If we knew $\varphi(n)$ exactly, all we had to do was compute $a^{t} \bmod n$ for a random base $a$, and repeatedly square until we obtained a $1$—that value would be our $x$ as above. This will yield a factor depending on the order of $a$ modulo $p-1$ and $q-1$. This process naturally extends to any multiple of $\varphi(n)$, and in practice only a couple of bases are necessary to factor $n$.
Here's some Sage code that implements this:
def factor_from_d(n, d, e):
kphi = d*e - 1
# remove powers of 2 from phi multiple
kphi = kphi // gcd(kphi, 2^int(log(n, 2)))
while True:
# random base
b = randint(0, n)
x = power_mod(b, kphi, n)
# try to find a nontrivial square root of 1
while x != 1 and x != n - 1:
# found one!
# x^2 = 1 (mod n)
# x^2 - 1 = (x + 1)*(x - 1) (mod n)
if x^2 % n == 1:
return gcd(n, x + 1), gcd(n, x - 1)
x = x^2 % n
p = random_prime(2^512)
q = random_prime(2^512)
n = p*q
e = 2^16 + 1
d = inverse_mod(e, (p-1)*(q-1))
factor_from_d(n, d, e)
Coming back to May and Coron, their algorithm is conceptually simple, but more complex to implement from scratch. Here we want to find a small root of
$$
f(x) = n - x \pmod{de - 1}\,,
$$
which is guaranteed to exist because $n$ and $\varphi(n)$ are relatively close together. This root is precisely $p+q-1 = pq - (p-1)(q-1)$. Having $p+q$, we can solve the polynomial $x^2 - (p+q)x + n$, which has $p$ and $q$ as its roots.

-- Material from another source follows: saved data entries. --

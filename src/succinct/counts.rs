use {
  std::ops::{AddAssign, SubAssign},
  crate::bit_vector::BitVector,
};

/// The per-subtree totals an internal node keeps for each of its children.
///
/// A TTree needs both the number of bits and the number of ones below each
/// child to answer rank queries; an LTree only ever needs the number of bits.
pub trait Counts:
  Copy + Default + PartialEq + std::fmt::Debug + std::fmt::Display + AddAssign + SubAssign
{
  /// Totals for the bits `[lo, hi)` of a BitVector.
  fn of(bv: &BitVector, lo: usize, hi: usize) -> Self;
  /// Totals for `bits` zero-bits.
  fn zeroes(bits: usize) -> Self;
  /// The change caused by a single bit flipping from 0 to 1.
  fn single_one() -> Self;
  /// The number of bits counted.
  fn bits(&self) -> usize;
}

/// Bit-count only, used by the LTree.
#[derive(Debug, Clone, Copy, Default, PartialEq, Eq, Hash)]
pub struct BitCount {
  /// Number of bits.
  pub bits: usize,
}

/// Bit-count and one-count, used by the TTree.
#[derive(Debug, Clone, Copy, Default, PartialEq, Eq, Hash)]
pub struct RankCount {
  /// Number of bits.
  pub bits: usize,
  /// Number of those bits which are set.
  pub ones: usize,
}

impl Counts for BitCount {
  fn of(_bv: &BitVector, lo: usize, hi: usize) -> Self {
    BitCount { bits: hi - lo }
  }
  fn zeroes(bits: usize) -> Self {
    BitCount { bits }
  }
  fn single_one() -> Self {
    BitCount { bits: 0 }
  }
  fn bits(&self) -> usize {
    self.bits
  }
}
impl std::fmt::Display for BitCount {
  fn fmt(&self, f: &mut std::fmt::Formatter<'_>) -> std::fmt::Result {
    write!(f, "({})", self.bits)
  }
}
impl AddAssign for BitCount {
  fn add_assign(&mut self, other: Self) {
    self.bits += other.bits;
  }
}
impl SubAssign for BitCount {
  fn sub_assign(&mut self, other: Self) {
    self.bits -= other.bits;
  }
}

impl Counts for RankCount {
  fn of(bv: &BitVector, lo: usize, hi: usize) -> Self {
    RankCount {
      bits: hi - lo,
      ones: bv.range_rank1(lo, hi),
    }
  }
  fn zeroes(bits: usize) -> Self {
    RankCount { bits, ones: 0 }
  }
  fn single_one() -> Self {
    RankCount { bits: 0, ones: 1 }
  }
  fn bits(&self) -> usize {
    self.bits
  }
}
impl std::fmt::Display for RankCount {
  fn fmt(&self, f: &mut std::fmt::Formatter<'_>) -> std::fmt::Result {
    write!(f, "({}, {})", self.bits, self.ones)
  }
}
impl AddAssign for RankCount {
  fn add_assign(&mut self, other: Self) {
    self.bits += other.bits;
    self.ones += other.ones;
  }
}
impl SubAssign for RankCount {
  fn sub_assign(&mut self, other: Self) {
    self.bits -= other.bits;
    self.ones -= other.ones;
  }
}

Using Sage's small_roots function, we can do this easily:
p = random_prime(2^512)
q = random_prime(2^512)
n = p*q
e = 2^16 + 1
d = inverse_mod(e, (p-1)*(q-1))
P.<X> = Zmod(d*e-1)[]
f = X - n
pq = ZZ(f.small_roots(X=2^513, beta=0.9, epsilon=0.1)[0] + 1)
disc = pq^2 - 4*n
(pq + isqrt(disc))/2, (pq - isqrt(disc))/2